## What is expected:
The complete set of records below must be repeated precisely as given.

(Information shown begins)

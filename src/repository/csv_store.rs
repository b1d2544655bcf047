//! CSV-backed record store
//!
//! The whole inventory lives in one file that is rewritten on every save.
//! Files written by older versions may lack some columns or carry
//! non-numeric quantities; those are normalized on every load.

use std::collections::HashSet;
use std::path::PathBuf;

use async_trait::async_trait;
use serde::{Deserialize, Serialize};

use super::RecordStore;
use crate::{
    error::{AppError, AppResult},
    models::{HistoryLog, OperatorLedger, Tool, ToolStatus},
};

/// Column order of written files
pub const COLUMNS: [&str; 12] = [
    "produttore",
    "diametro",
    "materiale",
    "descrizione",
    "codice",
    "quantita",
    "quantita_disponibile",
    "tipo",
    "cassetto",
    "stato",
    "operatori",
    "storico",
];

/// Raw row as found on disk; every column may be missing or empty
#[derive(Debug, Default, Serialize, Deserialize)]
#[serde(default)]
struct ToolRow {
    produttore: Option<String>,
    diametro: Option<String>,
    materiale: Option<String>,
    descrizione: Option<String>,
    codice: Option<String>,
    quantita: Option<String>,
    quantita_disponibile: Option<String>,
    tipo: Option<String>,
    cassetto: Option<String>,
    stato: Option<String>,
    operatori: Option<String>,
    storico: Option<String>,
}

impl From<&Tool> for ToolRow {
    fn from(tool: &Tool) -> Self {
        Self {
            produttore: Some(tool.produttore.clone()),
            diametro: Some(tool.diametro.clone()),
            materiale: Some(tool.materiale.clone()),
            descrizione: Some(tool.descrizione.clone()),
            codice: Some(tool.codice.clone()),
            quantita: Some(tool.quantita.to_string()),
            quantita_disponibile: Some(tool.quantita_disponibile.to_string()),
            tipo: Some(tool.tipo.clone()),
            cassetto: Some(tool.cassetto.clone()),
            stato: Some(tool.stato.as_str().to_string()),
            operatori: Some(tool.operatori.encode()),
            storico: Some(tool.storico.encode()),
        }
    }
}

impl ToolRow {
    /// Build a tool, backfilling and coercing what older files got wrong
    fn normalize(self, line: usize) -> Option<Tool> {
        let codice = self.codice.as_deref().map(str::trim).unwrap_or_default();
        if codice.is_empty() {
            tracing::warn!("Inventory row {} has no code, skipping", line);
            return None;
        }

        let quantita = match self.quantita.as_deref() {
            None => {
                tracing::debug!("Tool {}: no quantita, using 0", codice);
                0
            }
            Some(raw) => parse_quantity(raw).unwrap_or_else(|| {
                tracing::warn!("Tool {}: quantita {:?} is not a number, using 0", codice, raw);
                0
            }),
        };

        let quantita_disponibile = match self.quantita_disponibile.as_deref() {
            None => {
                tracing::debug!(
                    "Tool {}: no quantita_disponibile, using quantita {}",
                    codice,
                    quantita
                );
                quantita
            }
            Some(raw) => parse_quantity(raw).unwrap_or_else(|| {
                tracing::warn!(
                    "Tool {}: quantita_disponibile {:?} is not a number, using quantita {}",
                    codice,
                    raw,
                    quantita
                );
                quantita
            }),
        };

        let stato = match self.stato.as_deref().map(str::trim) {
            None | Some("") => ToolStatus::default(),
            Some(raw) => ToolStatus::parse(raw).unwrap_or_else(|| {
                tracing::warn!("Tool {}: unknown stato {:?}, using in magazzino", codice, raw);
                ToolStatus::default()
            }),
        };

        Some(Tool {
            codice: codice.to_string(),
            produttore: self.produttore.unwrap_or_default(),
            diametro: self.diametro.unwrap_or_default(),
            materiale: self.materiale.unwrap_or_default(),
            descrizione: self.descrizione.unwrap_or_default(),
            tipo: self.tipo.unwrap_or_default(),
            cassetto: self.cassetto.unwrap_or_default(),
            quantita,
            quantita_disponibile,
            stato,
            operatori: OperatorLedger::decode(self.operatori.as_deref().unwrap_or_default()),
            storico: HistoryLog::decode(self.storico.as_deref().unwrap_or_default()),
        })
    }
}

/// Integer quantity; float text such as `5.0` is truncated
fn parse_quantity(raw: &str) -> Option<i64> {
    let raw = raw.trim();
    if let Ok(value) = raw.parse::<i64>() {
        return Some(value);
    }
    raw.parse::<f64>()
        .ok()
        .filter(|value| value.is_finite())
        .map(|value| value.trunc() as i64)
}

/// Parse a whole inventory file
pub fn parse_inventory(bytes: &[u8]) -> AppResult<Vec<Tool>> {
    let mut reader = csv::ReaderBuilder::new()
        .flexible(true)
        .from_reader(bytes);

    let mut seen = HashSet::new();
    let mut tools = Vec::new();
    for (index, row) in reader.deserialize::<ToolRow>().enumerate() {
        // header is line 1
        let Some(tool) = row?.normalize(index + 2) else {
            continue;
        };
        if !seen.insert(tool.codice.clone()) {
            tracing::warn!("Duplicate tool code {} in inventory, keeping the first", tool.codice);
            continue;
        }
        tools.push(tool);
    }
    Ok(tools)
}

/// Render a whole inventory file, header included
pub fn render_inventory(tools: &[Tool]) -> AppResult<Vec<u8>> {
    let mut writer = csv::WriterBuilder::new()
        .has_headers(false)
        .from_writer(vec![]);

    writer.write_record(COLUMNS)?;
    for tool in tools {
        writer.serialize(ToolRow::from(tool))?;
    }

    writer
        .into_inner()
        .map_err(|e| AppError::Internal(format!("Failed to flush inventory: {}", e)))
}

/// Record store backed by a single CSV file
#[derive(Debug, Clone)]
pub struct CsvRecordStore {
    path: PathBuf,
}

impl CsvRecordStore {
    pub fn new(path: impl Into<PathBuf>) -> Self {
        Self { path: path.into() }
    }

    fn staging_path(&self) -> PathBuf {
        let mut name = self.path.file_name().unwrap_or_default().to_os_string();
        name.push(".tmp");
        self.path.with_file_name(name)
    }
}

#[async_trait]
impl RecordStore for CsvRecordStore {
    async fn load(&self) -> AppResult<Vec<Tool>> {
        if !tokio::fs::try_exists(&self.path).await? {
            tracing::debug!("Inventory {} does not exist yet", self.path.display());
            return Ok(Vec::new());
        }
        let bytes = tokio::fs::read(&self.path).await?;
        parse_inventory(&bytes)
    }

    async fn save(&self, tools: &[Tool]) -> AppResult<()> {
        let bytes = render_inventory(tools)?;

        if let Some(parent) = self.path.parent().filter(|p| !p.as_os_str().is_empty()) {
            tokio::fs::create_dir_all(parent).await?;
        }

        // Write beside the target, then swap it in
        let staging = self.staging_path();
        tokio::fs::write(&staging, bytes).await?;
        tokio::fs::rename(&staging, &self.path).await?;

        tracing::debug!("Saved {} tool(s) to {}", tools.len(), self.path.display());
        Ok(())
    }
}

(Information shown ends)

## Answer space:
filename src/repository/csv_store.rs
repository b1d2544655bcf047
//! CSV-backed record store
//!
//! The whole inventory lives in one file that is rewritten on every save.
//! Files written by older versions may lack some columns or carry
//! non-numeric quantities; those are normalized on every load.

use std::collections::HashSet;
use std::path::PathBuf;

use async_trait::async_trait;
use serde::{Deserialize, Serialize};

use super::RecordStore;
use crate::{
    error::{AppError, AppResult},
    models::{HistoryLog, OperatorLedger, Tool, ToolStatus},
};

/// Column order of written files
pub const COLUMNS: [&str; 12] = [
    "produttore",
    "diametro",
    "materiale",
    "descrizione",
    "codice",
    "quantita",
    "quantita_disponibile",
    "tipo",
    "cassetto",
    "stato",
    "operatori",
    "storico",
];

/// Raw row as found on disk; every column may be missing or empty
#[derive(Debug, Default, Serialize, Deserialize)]
#[serde(default)]
struct ToolRow {
    produttore: Option<String>,
    diametro: Option<String>,
    materiale: Option<String>,
    descrizione: Option<String>,
    codice: Option<String>,
    quantita: Option<String>,
    quantita_disponibile: Option<String>,
    tipo: Option<String>,
    cassetto: Option<String>,
    stato: Option<String>,
    operatori: Option<String>,
    storico: Option<String>,
}

impl From<&Tool> for ToolRow {
    fn from(tool: &Tool) -> Self {
        Self {
            produttore: Some(tool.produttore.clone()),
            diametro: Some(tool.diametro.clone()),
            materiale: Some(tool.materiale.clone()),
            descrizione: Some(tool.descrizione.clone()),
            codice: Some(tool.codice.clone()),
            quantita: Some(tool.quantita.to_string()),
            quantita_disponibile: Some(tool.quantita_disponibile.to_string()),
            tipo: Some(tool.tipo.clone()),
            cassetto: Some(tool.cassetto.clone()),
            stato: Some(tool.stato.as_str().to_string()),
            operatori: Some(tool.operatori.encode()),
            storico: Some(tool.storico.encode()),
        }
    }
}

impl ToolRow {
    /// Build a tool, backfilling and coercing what older files got wrong
    fn normalize(self, line: usize) -> Option<Tool> {
        let codice = self.codice.as_deref().map(str::trim).unwrap_or_default();
        if codice.is_empty() {
            tracing::warn!("Inventory row {} has no code, skipping", line);
            return None;
        }

        let quantita = match self.quantita.as_deref() {
            None => {
                tracing::debug!("Tool {}: no quantita, using 0", codice);
                0
            }
            Some(raw) => parse_quantity(raw).unwrap_or_else(|| {
                tracing::warn!("Tool {}: quantita {:?} is not a number, using 0", codice, raw);
                0
            }),
        };

        let quantita_disponibile = match self.quantita_disponibile.as_deref() {
            None => {
                tracing::debug!(
                    "Tool {}: no quantita_disponibile, using quantita {}",
                    codice,
                    quantita
                );
                quantita
            }
            Some(raw) => parse_quantity(raw).unwrap_or_else(|| {
                tracing::warn!(
                    "Tool {}: quantita_disponibile {:?} is not a number, using quantita {}",
                    codice,
                    raw,
                    quantita
                );
                quantita
            }),
        };

        let stato = match self.stato.as_deref().map(str::trim) {
            None | Some("") => ToolStatus::default(),
            Some(raw) => ToolStatus::parse(raw).unwrap_or_else(|| {
                tracing::warn!("Tool {}: unknown stato {:?}, using in magazzino", codice, raw);
                ToolStatus::default()
            }),
        };

        Some(Tool {
            codice: codice.to_string(),
            produttore: self.produttore.unwrap_or_default(),
            diametro: self.diametro.unwrap_or_default(),
            materiale: self.materiale.unwrap_or_default(),
            descrizione: self.descrizione.unwrap_or_default(),
            tipo: self.tipo.unwrap_or_default(),
            cassetto: self.cassetto.unwrap_or_default(),
            quantita,
            quantita_disponibile,
            stato,
            operatori: OperatorLedger::decode(self.operatori.as_deref().unwrap_or_default()),
            storico: HistoryLog::decode(self.storico.as_deref().unwrap_or_default()),
        })
    }
}

/// Integer quantity; float text such as `5.0` is truncated
fn parse_quantity(raw: &str) -> Option<i64> {
    let raw = raw.trim();
    if let Ok(value) = raw.parse::<i64>() {
        return Some(value);
    }
    raw.parse::<f64>()
        .ok()
        .filter(|value| value.is_finite())
        .map(|value| value.trunc() as i64)
}

/// Parse a whole inventory file
pub fn parse_inventory(bytes: &[u8]) -> AppResult<Vec<Tool>> {
    let mut reader = csv::ReaderBuilder::new()
        .flexible(true)
        .from_reader(bytes);

    let mut seen = HashSet::new();
    let mut tools = Vec::new();
    for (index, row) in reader.deserialize::<ToolRow>().enumerate() {
        // header is line 1
        let Some(tool) = row?.normalize(index + 2) else {
            continue;
        };
        if !seen.insert(tool.codice.clone()) {
            tracing::warn!("Duplicate tool code {} in inventory, keeping the first", tool.codice);
            continue;
        }
        tools.push(tool);
    }
    Ok(tools)
}

/// Render a whole inventory file, header included
pub fn render_inventory(tools: &[Tool]) -> AppResult<Vec<u8>> {
    let mut writer = csv::WriterBuilder::new()
        .has_headers(false)
        .from_writer(vec![]);

    writer.write_record(COLUMNS)?;
    for tool in tools {
        writer.serialize(ToolRow::from(tool))?;
    }

    writer
        .into_inner()
        .map_err(|e| AppError::Internal(format!("Failed to flush inventory: {}", e)))
}

/// Record store backed by a single CSV file
#[derive(Debug, Clone)]
pub struct CsvRecordStore {
    path: PathBuf,
}

impl CsvRecordStore {
    pub fn new(path: impl Into<PathBuf>) -> Self {
        Self { path: path.into() }
    }

    fn staging_path(&self) -> PathBuf {
        let mut name = self.path.file_name().unwrap_or_default().to_os_string();
        name.push(".tmp");
        self.path.with_file_name(name)
    }
}

#[async_trait]
impl RecordStore for CsvRecordStore {
    async fn load(&self) -> AppResult<Vec<Tool>> {
        if !tokio::fs::try_exists(&self.path).await? {
            tracing::debug!("Inventory {} does not exist yet", self.path.display());
            return Ok(Vec::new());
        }
        let bytes = tokio::fs::read(&self.path).await?;
        parse_inventory(&bytes)
    }

    async fn save(&self, tools: &[Tool]) -> AppResult<()> {
        let bytes = render_inventory(tools)?;

        if let Some(parent) = self.path.parent().filter(|p| !p.as_os_str().is_empty()) {
            tokio::fs::create_dir_all(parent).await?;
        }

        // Write beside the target, then swap it in
        let staging = self.staging_path();
        tokio::fs::write(&staging, bytes).await?;
        tokio::fs::rename(&staging, &self.path).await?;

        tracing::debug!("Saved {} tool(s) to {}", tools.len(), self.path.display());
        Ok(())
    }
}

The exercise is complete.